Shortly before Dirk's death, the members of the Dominators' classified "Batch SW6" escape captivity. Originally, Batch SW6 appears to be a group of teenage Legionnaire clones, created from samples taken prior to Ferro Lad's death. Later, they are revealed to be temporal duplicates of the Legionnaires, every bit as legitimate as their older counterparts. After Earth is destroyed in a disaster reminiscent of the destruction of Krypton over a millennium earlier, a few dozen surviving cities and their inhabitants reconstitute their world as New Earth. The SW6 Legionnaires remain, and their version of Sun Boy assumes the code name Inferno.

===Post-Zero Hour===
In post-Zero Hour continuity, Dirk Morgna is a supporting character who does not permanently possess powers. He temporarily gains superpowers on two occasions. The first is caused by Doctor Regulus injecting Dirk with radioactive gold, causing him to glow white-hot. While helping the Legion battle Regulus, he uses up all the energy and returns to normal.

Dirk is later possessed by an elemental spirit called Ph'yr, one of the four Elements of Disaster, and turns into a living humanoid fireball. Dirk gains control of his powers and helps the Legion defeat the Elements.

===Threeboot===
In the "Threeboot", Sun Boy is the field leader of the Legion. Additionally, his parents openly support the galactic movement the Legion represents. Confused as to whether or not his Legion membership is his desire or that of his parents, Sun Boy opts to resign from the group and decides to help the myriad of exiled descendants living in "otherspace" in the wake of the defeat of their leader, Praetor Lemnos.

This version of Sun Boy is killed by Superboy-Prime in Final Crisis: Legion of 3 Worlds #3. His body is resurrected as part of the Black Lantern Corps in the Blackest Night event.
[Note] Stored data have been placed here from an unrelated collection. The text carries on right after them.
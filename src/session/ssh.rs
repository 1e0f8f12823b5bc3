//! russh implementation of the transport boundary.
//!
//! ## Connection Lifecycle
//!
//! 1. **Client Configuration**: inactivity timeout, keepalive and compression
//!    preference ([`build_client_config`]).
//!
//! 2. **Connection Establishment**: TCP connect plus SSH handshake, bounded by
//!    the configured connect timeout.
//!
//! 3. **Authentication**: the [`AuthChain`] built from the configured method and
//!    the resolved credentials.
//!
//! ## Retry Strategy
//!
//! Connect retries are opt-in (`connect_retries`, default 0). When enabled they
//! use exponential backoff with jitter via the `backon` crate, capped at
//! [`MAX_RETRY_DELAY`], and only for errors [`SessionError::is_retryable`]
//! accepts. Authentication and credential failures are never retried to avoid
//! account lockouts.
//!
//! ## Host Keys
//!
//! [`SshClientHandler`] accepts all server keys, like
//! `StrictHostKeyChecking=no`.

use std::sync::Arc;
use std::sync::atomic::{AtomicU32, Ordering};
use std::time::Duration;

use async_trait::async_trait;
use backon::{ExponentialBuilder, Retryable};
use russh::{ChannelMsg, Disconnect, client, keys};
use tracing::{debug, error, info, warn};

use crate::auth::{AuthChain, AuthStrategy, Credentials};
use crate::config::{ConnectionConfig, MAX_RETRY_DELAY};
use crate::error::SessionError;

use super::transport::{Connector, ExecOutput, InteractiveChannel, Transport};

/// Client handler for russh that accepts all host keys.
pub struct SshClientHandler;

impl client::Handler for SshClientHandler {
    type Error = russh::Error;

    async fn check_server_key(
        &mut self,
        _server_public_key: &keys::PublicKey,
    ) -> Result<bool, Self::Error> {
        // TODO: verify against known_hosts once a host key store is configurable
        Ok(true)
    }
}

/// Build russh client configuration.
///
/// The inactivity timeout is disabled: sessions are long lived and every
/// command carries its own bounded timeout. Keepalives detect dead peers.
pub(crate) fn build_client_config(compress: bool) -> Arc<client::Config> {
    let compression = if compress {
        (&[russh::compression::ZLIB, russh::compression::NONE][..]).into()
    } else {
        (&[russh::compression::NONE][..]).into()
    };

    let preferred = russh::Preferred {
        compression,
        ..Default::default()
    };

    Arc::new(client::Config {
        inactivity_timeout: None,
        keepalive_interval: Some(Duration::from_secs(30)),
        keepalive_max: 3,
        preferred,
        ..Default::default()
    })
}

/// Opens [`SshTransport`]s with russh.
#[derive(Debug, Default, Clone, Copy)]
pub struct SshConnector;

#[async_trait]
impl Connector for SshConnector {
    async fn connect(
        &self,
        config: &ConnectionConfig,
        credentials: Credentials,
    ) -> Result<Box<dyn Transport>, SessionError> {
        let (handle, retry_count) = connect_with_retry(config, credentials).await?;
        if retry_count > 0 {
            info!(
                "SSH connection to {}@{} succeeded after {} retry attempt(s)",
                config.username,
                config.address(),
                retry_count
            );
        }
        Ok(Box::new(SshTransport { handle }))
    }
}

/// Connect with optional retries, returning the handle and the number of
/// retries that were needed.
async fn connect_with_retry(
    config: &ConnectionConfig,
    credentials: Credentials,
) -> Result<(client::Handle<SshClientHandler>, u32), SessionError> {
    let attempt_counter = AtomicU32::new(0);
    let address = config.address();

    let backoff = ExponentialBuilder::default()
        .with_min_delay(config.retry_delay)
        .with_max_delay(MAX_RETRY_DELAY)
        .with_max_times(config.connect_retries as usize)
        .with_jitter();

    let result = (|| async {
        let current_attempt = attempt_counter.fetch_add(1, Ordering::SeqCst);
        if current_attempt > 0 {
            warn!(
                "SSH connection retry attempt {} to {}@{}",
                current_attempt, config.username, address
            );
        }
        connect_once(config, credentials.clone()).await
    })
    .retry(backoff)
    .when(|e: &SessionError| {
        let retryable = e.is_retryable();
        if !retryable {
            warn!(
                "SSH connection to {}@{} failed with non-retryable error: {}",
                config.username, address, e
            );
        }
        retryable
    })
    .notify(|err, dur| {
        warn!("SSH connection failed: {}. Retrying in {:?}", err, dur);
    })
    .await;

    let total_attempts = attempt_counter.load(Ordering::SeqCst);

    match result {
        Ok(handle) => Ok((handle, total_attempts.saturating_sub(1))),
        Err(e) => {
            error!(
                "SSH connection to {}@{} failed after {} attempt(s). Last error: {}",
                config.username, address, total_attempts, e
            );
            Err(e)
        }
    }
}

/// Establish one SSH connection and authenticate.
async fn connect_once(
    config: &ConnectionConfig,
    credentials: Credentials,
) -> Result<client::Handle<SshClientHandler>, SessionError> {
    let chain = AuthChain::for_method(&config.auth, credentials)?;
    let client_config = build_client_config(config.compression);

    let connect_future = client::connect(
        client_config,
        (config.host.as_str(), config.port),
        SshClientHandler,
    );

    let mut handle = tokio::time::timeout(config.connect_timeout, connect_future)
        .await
        .map_err(|_| {
            SessionError::Connection(format!(
                "connection timed out after {:?}",
                config.connect_timeout
            ))
        })?
        .map_err(|e| SessionError::Connection(format!("failed to connect: {}", e)))?;

    if !chain.authenticate(&mut handle, &config.username).await? {
        return Err(SessionError::Authentication(
            "no authentication methods succeeded".to_string(),
        ));
    }

    Ok(handle)
}

/// An authenticated russh connection.
pub struct SshTransport {
    handle: client::Handle<SshClientHandler>,
}

#[async_trait]
impl Transport for SshTransport {
    async fn run_once(&self, command: &str, timeout: Duration) -> Result<ExecOutput, SessionError> {
        let mut channel = self
            .handle
            .channel_open_session()
            .await
            .map_err(|e| SessionError::Transport(format!("failed to open channel: {}", e)))?;

        channel
            .exec(true, command)
            .await
            .map_err(|e| SessionError::Transport(format!("failed to execute command: {}", e)))?;

        let mut stdout = Vec::with_capacity(4096);
        let mut stderr = Vec::with_capacity(1024);
        let mut exit_code: Option<u32> = None;

        let result = tokio::time::timeout(timeout, async {
            loop {
                match channel.wait().await {
                    Some(ChannelMsg::Data { data }) => stdout.extend_from_slice(&data),
                    // ext == 1 is stderr in SSH protocol
                    Some(ChannelMsg::ExtendedData { data, ext: 1 }) => {
                        stderr.extend_from_slice(&data)
                    }
                    Some(ChannelMsg::ExitStatus { exit_status }) => exit_code = Some(exit_status),
                    Some(ChannelMsg::Eof) => {
                        if exit_code.is_some() {
                            break;
                        }
                    }
                    Some(ChannelMsg::Close) | None => break,
                    Some(_) => {}
                }
            }
        })
        .await;

        let timed_out = result.is_err();
        if timed_out {
            warn!(
                "Command timed out after {:?}, returning partial output ({} bytes stdout, {} bytes stderr)",
                timeout,
                stdout.len(),
                stderr.len()
            );
        }

        // Always close the channel gracefully to keep the session alive
        let _ = channel.close().await;

        Ok(ExecOutput {
            stdout: String::from_utf8_lossy(&stdout).into_owned(),
            stderr: String::from_utf8_lossy(&stderr).into_owned(),
            exit_code: exit_code.map(|c| c as i32).unwrap_or(-1),
            timed_out,
        })
    }

    async fn open_interactive(
        &self,
        term: &str,
        cols: u32,
        rows: u32,
    ) -> Result<Box<dyn InteractiveChannel>, SessionError> {
        let mut channel = self
            .handle
            .channel_open_session()
            .await
            .map_err(|e| SessionError::Channel(format!("failed to open channel: {}", e)))?;

        channel
            .request_pty(false, term, cols, rows, 0, 0, &[])
            .await
            .map_err(|e| SessionError::Channel(format!("failed to request PTY: {}", e)))?;

        channel
            .request_shell(true)
            .await
            .map_err(|e| SessionError::Channel(format!("failed to start shell: {}", e)))?;

        debug!("Opened interactive {} channel ({}x{})", term, cols, rows);
        Ok(Box::new(SshChannel { channel }))
    }

    async fn disconnect(&self) -> Result<(), SessionError> {
        self.handle
            .disconnect(Disconnect::ByApplication, "Session closed by user", "en")
            .await
            .map_err(|e| SessionError::Transport(format!("error during disconnect: {}", e)))
    }
}

/// PTY channel over russh.
pub struct SshChannel {
    channel: russh::Channel<client::Msg>,
}

#[async_trait]
impl InteractiveChannel for SshChannel {
    async fn write(&mut self, data: &[u8]) -> Result<(), SessionError> {
        self.channel
            .data(data)
            .await
            .map_err(|e| SessionError::Channel(format!("failed to write to shell: {}", e)))
    }

    async fn read(&mut self) -> Option<Vec<u8>> {
        loop {
            match self.channel.wait().await {
                Some(ChannelMsg::Data { data }) => return Some(data.to_vec()),
                Some(ChannelMsg::ExtendedData { data, .. }) => return Some(data.to_vec()),
                Some(ChannelMsg::Eof) | Some(ChannelMsg::Close) | None => return None,
                Some(_) => {}
            }
        }
    }

    async fn close(&mut self) -> Result<(), SessionError> {
        self.channel
            .close()
            .await
            .map_err(|e| SessionError::Channel(format!("failed to close shell channel: {}", e)))
    }
}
===Post-Infinite Crisis===
The events of Infinite Crisis restore an analogue of the pre-Crisis on Infinite Earths Legion to continuity. Sun Boy is captured by Earth-Man and used to turn stars throughout the galaxy red. He is rescued, but traumatized and left unable to use his powers. Sun Boy is later killed in a starcruiser crash; he and the starcruiser land on an unidentified planet whose inhabitants consume his body.

=== DC Rebirth ===
In Doomsday Clock, Sun Boy is erased from existence following Doctor Manhattan's alterations to the timeline. However, Superman convinces Manhattan to undo his changes, restoring the Legion and the Justice Society of America.

==Powers and abilities==
Sun Boy is a metahuman with the ability to generate vast amounts of electromagnetic radiation, heat, and light. He is also immune to virtually all forms of heat and radiation. As a member of the Legion of Super-Heroes, he is provided a Legion Flight Ring, which allows him to fly and survive in the vacuum of space and other dangerous environments.

==In other media==
- Sun Boy makes non-speaking appearances in Legion of Super Heroes. This version sports fiery hair and black sclera.
- Sun Boy appears in the one-shot comic Batman '66 Meets the Legion of Super-Heroes.